For example beams of optical radiation with a predetermined
spectral content may be caused to interfere so that light at
different wavelengths interferes to produce the component patterns
concurrently.
[0024] In another method, the component patterns are derived from
corresponding patterns recorded in a phase mask.
[0025] The invention has particular application to recording an
apodised grating in an optical waveguide such as photosensitive
optical fibre e.g. a germanium doped fibre that is photosensitive
to u.v. radiation.
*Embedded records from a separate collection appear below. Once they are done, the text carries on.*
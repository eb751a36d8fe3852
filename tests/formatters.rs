#[cfg(test)]
mod tests {
    use chrono::{Duration, NaiveDate, NaiveDateTime};
    use tallysheet::libs::formatter::{format_clock, format_duration, format_end_clock, format_minutes, format_total_hours, FormattedDay};
    use tallysheet::libs::interval::TimeInterval;
    use tallysheet::libs::report::DayRecord;

    fn at(hour: u32, minute: u32) -> NaiveDateTime {
        NaiveDate::from_ymd_opt(2024, 3, 4).unwrap().and_hms_opt(hour, minute, 0).unwrap()
    }

    #[test]
    fn test_format_duration_zero() {
        assert_eq!(format_duration(&Duration::zero()), "00:00");
    }

    #[test]
    fn test_format_duration_minutes_only() {
        assert_eq!(format_duration(&Duration::minutes(30)), "00:30");
        assert_eq!(format_duration(&Duration::minutes(59)), "00:59");
        assert_eq!(format_duration(&Duration::minutes(1)), "00:01");
    }

    #[test]
    fn test_format_duration_hours_and_minutes() {
        assert_eq!(format_duration(&(Duration::hours(1) + Duration::minutes(30))), "01:30");
        assert_eq!(format_duration(&(Duration::hours(13) + Duration::minutes(5))), "13:05");
    }

    #[test]
    fn test_format_duration_ignores_seconds() {
        assert_eq!(format_duration(&(Duration::minutes(45) + Duration::seconds(59))), "00:45");
    }

    #[test]
    fn test_format_duration_negative() {
        assert_eq!(format_duration(&Duration::minutes(-30)), "00:00");
    }

    #[test]
    fn test_format_minutes() {
        assert_eq!(format_minutes(0), "00:00");
        assert_eq!(format_minutes(90), "01:30");
        assert_eq!(format_minutes(480), "08:00");
        assert_eq!(format_minutes(780), "13:00");
    }

    #[test]
    fn test_format_clock() {
        assert_eq!(format_clock(&at(9, 0)), "09:00");
        assert_eq!(format_clock(&at(17, 30)), "17:30");
        assert_eq!(format_clock(&at(0, 0)), "00:00");
    }

    #[test]
    fn test_format_end_clock_shows_midnight_as_end_of_day() {
        assert_eq!(format_end_clock(&at(0, 0)), "23:59");
        assert_eq!(format_end_clock(&at(0, 30)), "00:30");
        assert_eq!(format_end_clock(&at(18, 0)), "18:00");
    }

    #[test]
    fn test_format_total_hours_truncates() {
        assert_eq!(format_total_hours(0), "0 hours");
        assert_eq!(format_total_hours(59), "0 hours");
        assert_eq!(format_total_hours(125), "2 hours");
        assert_eq!(format_total_hours(2400), "40 hours");
    }

    #[test]
    fn test_formatted_day_without_entries() {
        let day = DayRecord::new(NaiveDate::from_ymd_opt(2024, 3, 4).unwrap());
        let formatted = FormattedDay::from(&day);

        assert_eq!(formatted.date, "2024-03-04");
        assert_eq!(formatted.start_time, None);
        assert_eq!(formatted.end_time, None);
        assert_eq!(formatted.break_time, None);
        assert_eq!(formatted.duration, "00:00");
    }

    #[test]
    fn test_formatted_day_with_entries() {
        let mut day = DayRecord::new(NaiveDate::from_ymd_opt(2024, 3, 4).unwrap());
        day.add(TimeInterval::new(at(9, 0), at(12, 0)));
        day.add(TimeInterval::new(at(13, 0), at(16, 0)));
        day.settle_break();

        let formatted = FormattedDay::from(&day);
        assert_eq!(formatted.start_time.as_deref(), Some("09:00"));
        assert_eq!(formatted.end_time.as_deref(), Some("16:00"));
        assert_eq!(formatted.break_time.as_deref(), Some("01:00"));
        assert_eq!(formatted.duration, "06:00");
    }

    #[test]
    fn test_formatted_day_serialization() {
        let formatted = FormattedDay {
            date: "2024-03-04".to_string(),
            start_time: Some("09:00".to_string()),
            end_time: Some("23:59".to_string()),
            break_time: None,
            duration: "08:00".to_string(),
        };

        let json = serde_json::to_string(&formatted).unwrap();
        assert!(json.contains("\"break\":null"));
        assert!(json.contains("\"end_time\":\"23:59\""));

        let restored: FormattedDay = serde_json::from_str(&json).unwrap();
        assert_eq!(restored, formatted);
    }
}
//! Report export to files.
//!
//! Writes an attendance report in one of three formats:
//!
//! - **CSV**: one row per day followed by the total, for spreadsheets and scripts
//! - **JSON**: the complete report including raw day records, pretty-printed
//! - **Excel**: a formatted worksheet with a bold header row
//!
//! ## Usage
//!
//! ```rust,no_run
//! use tallysheet::libs::export::{Exporter, ExportFormat};
//! use tallysheet::libs::report::Report;
//! use chrono::NaiveDate;
//!
//! let start = NaiveDate::from_ymd_opt(2024, 1, 1).unwrap();
//! let report = Report::generate(Vec::new(), start, start)?;
//! Exporter::new(ExportFormat::Csv, None).export(&report)?;
//! # Ok::<(), anyhow::Error>(())
//! ```

use crate::{
    libs::{messages::Message, report::Report},
    msg_success,
};
use anyhow::Result;
use chrono::Local;
use rust_xlsxwriter::{Format, Workbook};
use std::fs::File;
use std::io::Write;
use std::path::{Path, PathBuf};

const HEADERS: [&str; 5] = ["Date", "Start", "End", "Break", "Duration"];
const TOTAL_LABEL: &str = "Total duration";

/// Supported export file formats.
#[derive(Debug, Clone, Copy, PartialEq, Eq, clap::ValueEnum)]
pub enum ExportFormat {
    Csv,
    Json,
    Excel,
}

impl ExportFormat {
    pub fn extension(&self) -> &'static str {
        match self {
            ExportFormat::Csv => "csv",
            ExportFormat::Json => "json",
            ExportFormat::Excel => "xlsx",
        }
    }
}

/// Writes reports to a file in the chosen format.
pub struct Exporter {
    format: ExportFormat,
    output_path: PathBuf,
}

impl Exporter {
    /// Creates an exporter writing to `output_path`.
    ///
    /// Without a path the file is named `tallysheet_export_<timestamp>.<ext>`
    /// in the current directory.
    pub fn new(format: ExportFormat, output_path: Option<PathBuf>) -> Self {
        let default_name = format!("tallysheet_export_{}", Local::now().format("%Y%m%d_%H%M%S"));
        let output_path = output_path.unwrap_or_else(|| PathBuf::from(format!("{}.{}", default_name, format.extension())));

        Self { format, output_path }
    }

    pub fn output_path(&self) -> &Path {
        &self.output_path
    }

    pub fn export(&self, report: &Report) -> Result<()> {
        match self.format {
            ExportFormat::Csv => self.export_csv(report)?,
            ExportFormat::Json => self.export_json(report)?,
            ExportFormat::Excel => self.export_excel(report)?,
        }

        msg_success!(Message::ExportCompleted(self.output_path.display().to_string()));
        Ok(())
    }

    fn export_csv(&self, report: &Report) -> Result<()> {
        let mut wtr = csv::Writer::from_path(&self.output_path)?;

        wtr.write_record(HEADERS)?;
        for day in &report.days {
            let formatted = &day.formatted;
            wtr.write_record([
                formatted.date.as_str(),
                formatted.start_time.as_deref().unwrap_or(""),
                formatted.end_time.as_deref().unwrap_or(""),
                formatted.break_time.as_deref().unwrap_or(""),
                formatted.duration.as_str(),
            ])?;
        }

        wtr.write_record(["", "", "", "", ""])?;
        wtr.write_record([TOTAL_LABEL, report.duration.as_str(), "", "", ""])?;

        wtr.flush()?;
        Ok(())
    }

    fn export_json(&self, report: &Report) -> Result<()> {
        let json = serde_json::to_string_pretty(report)?;
        File::create(&self.output_path)?.write_all(json.as_bytes())?;
        Ok(())
    }

    fn export_excel(&self, report: &Report) -> Result<()> {
        let mut workbook = Workbook::new();
        let worksheet = workbook.add_worksheet();

        let header_format = Format::new().set_bold().set_background_color(rust_xlsxwriter::Color::Gray);

        for (col, header) in HEADERS.iter().enumerate() {
            worksheet.write_string_with_format(0, col as u16, *header, &header_format)?;
        }

        let mut row = 1;
        for day in &report.days {
            let formatted = &day.formatted;
            let cells = [
                Some(&formatted.date),
                formatted.start_time.as_ref(),
                formatted.end_time.as_ref(),
                formatted.break_time.as_ref(),
                Some(&formatted.duration),
            ];
            for (col, cell) in cells.iter().enumerate() {
                if let Some(value) = cell {
                    worksheet.write_string(row, col as u16, value.as_str())?;
                }
            }
            row += 1;
        }

        row += 1;
        worksheet.write_string_with_format(row, 0, TOTAL_LABEL, &header_format)?;
        worksheet.write_string(row, 1, &report.duration)?;

        worksheet.autofit();
        workbook.save(&self.output_path)?;
        Ok(())
    }
}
The recording method according to the invention
has the advantage that the recorded pattern is both apodised and
has an average intensity which need not vary significantly along
the length of the pattern, so that the average refractive index
n.sub.eff need not vary, thereby avoiding chirp and resultant cross
talk.
BRIEF DESCRIPTION OF THE DRAWINGS
[0026] In order that the invention may be more fully understood,
embodiments thereof will now be described, reference being had to
the accompanying drawings in which:
[0027] FIG. 1 illustrates a prior art method of forming a
refractive index grating in an optical fibre;
[0028] FIG. 2a illustrates the refractive index pattern of the
grating formed in the fibre;
[0029] FIG. 2b is a graph of the refractive index variation along
the length of the fibre;
[0030] FIG. 3a illustrates the envelope of the refractive index
variation along the length of the fibre, and;
[0031] FIG. 3b illustrates the corresponding spectral
characteristic of the grating;
[0032] FIGS. 4a and 4b correspond to FIGS. 3a and 3b, but for an
amplitude mask apodised grating;
[0033] FIG. 5 is a schematic illustration of apparatus for
recording a grating by a first method according to the
invention;
[0034] FIG. 6 illustrates apparatus for recording a grating by a
second method in accordance with the invention;
[0035] FIG. 7 is a schematic illustration of the recording of a
grating by a third method in accordance with the invention;
[0036] FIG. 8 illustrates a method of recording a grating by a
fourth method according to the invention;
[0037] FIG. 9 is a graph of the wavelength distribution of the
laser used in the method described with reference to FIG. 8;
[0038] FIG. 10 illustrates apparatus for performing a fifth
recording method in accordance with the invention;
[0039] FIG. 11 illustrates first and second component interference
patterns for recording the grating;
[0040] FIG. 12 is a schematic illustration of the combination of
the intensities of the first and second component interference
patterns;
[0041] FIG. 13 is an enlarged view of the pattern shown in FIG. 12,
adjacent the end 20a;
[0042] FIG. 14 is an enlarged view of the pattern shown in FIG. 12,
for the central region 19;
[0043] FIG. 15 is a graph of the wavelength response of the
apodised grating recorded by the method of the invention, in
reflection along the optical fibre;
[0044] FIG. 16 illustrates an apparatus for performing a sixth
method according to the present invention;
[0045] FIG. 17 is a graph of the reflectivity of a grating formed
according to the present invention with the actual and predicted
reflectivity of a prior art grating for comparison;
[0046] FIG. 18 is a graph showing the delay of a grating formed
according to the present invention with the actual and predicted
reflectivity of a prior art grating for comparison; and
[0047] FIG. 19 is a schematic block diagram of a communications
system employing gratings made according to the present
invention.
DETAILED DESCRIPTION
[0048] A first example of a grating formation method in accordance
with the invention will now described with reference to FIG. 5. The
method can be considered as a modification of the method described
with reference to FIG. 1, in which like parts are marked with the
same reference numbers. The two interfering beams 3, 4, which, in
FIG. 5 are shown to have a given width, interfere in region 7 to
form an interference pattern which is recorded in the optical fibre
8 in the manner generally as previously described. The laser 1,
beam splitter 2 and mirrors 5, 6 have been omitted from FIG. 5 in
order to simplify the drawing.
[0049] In accordance with the invention, first and second component
interference patterns are produced and individually recorded in the
fibre so as to produce the apodisation of the grating. The
component grating patterns have slightly different spatial
periodicities, chosen so that their combined effect is to suppress
the side lobes in the wavelength response of the recorded grating,
as will be explained more fully hereinafter.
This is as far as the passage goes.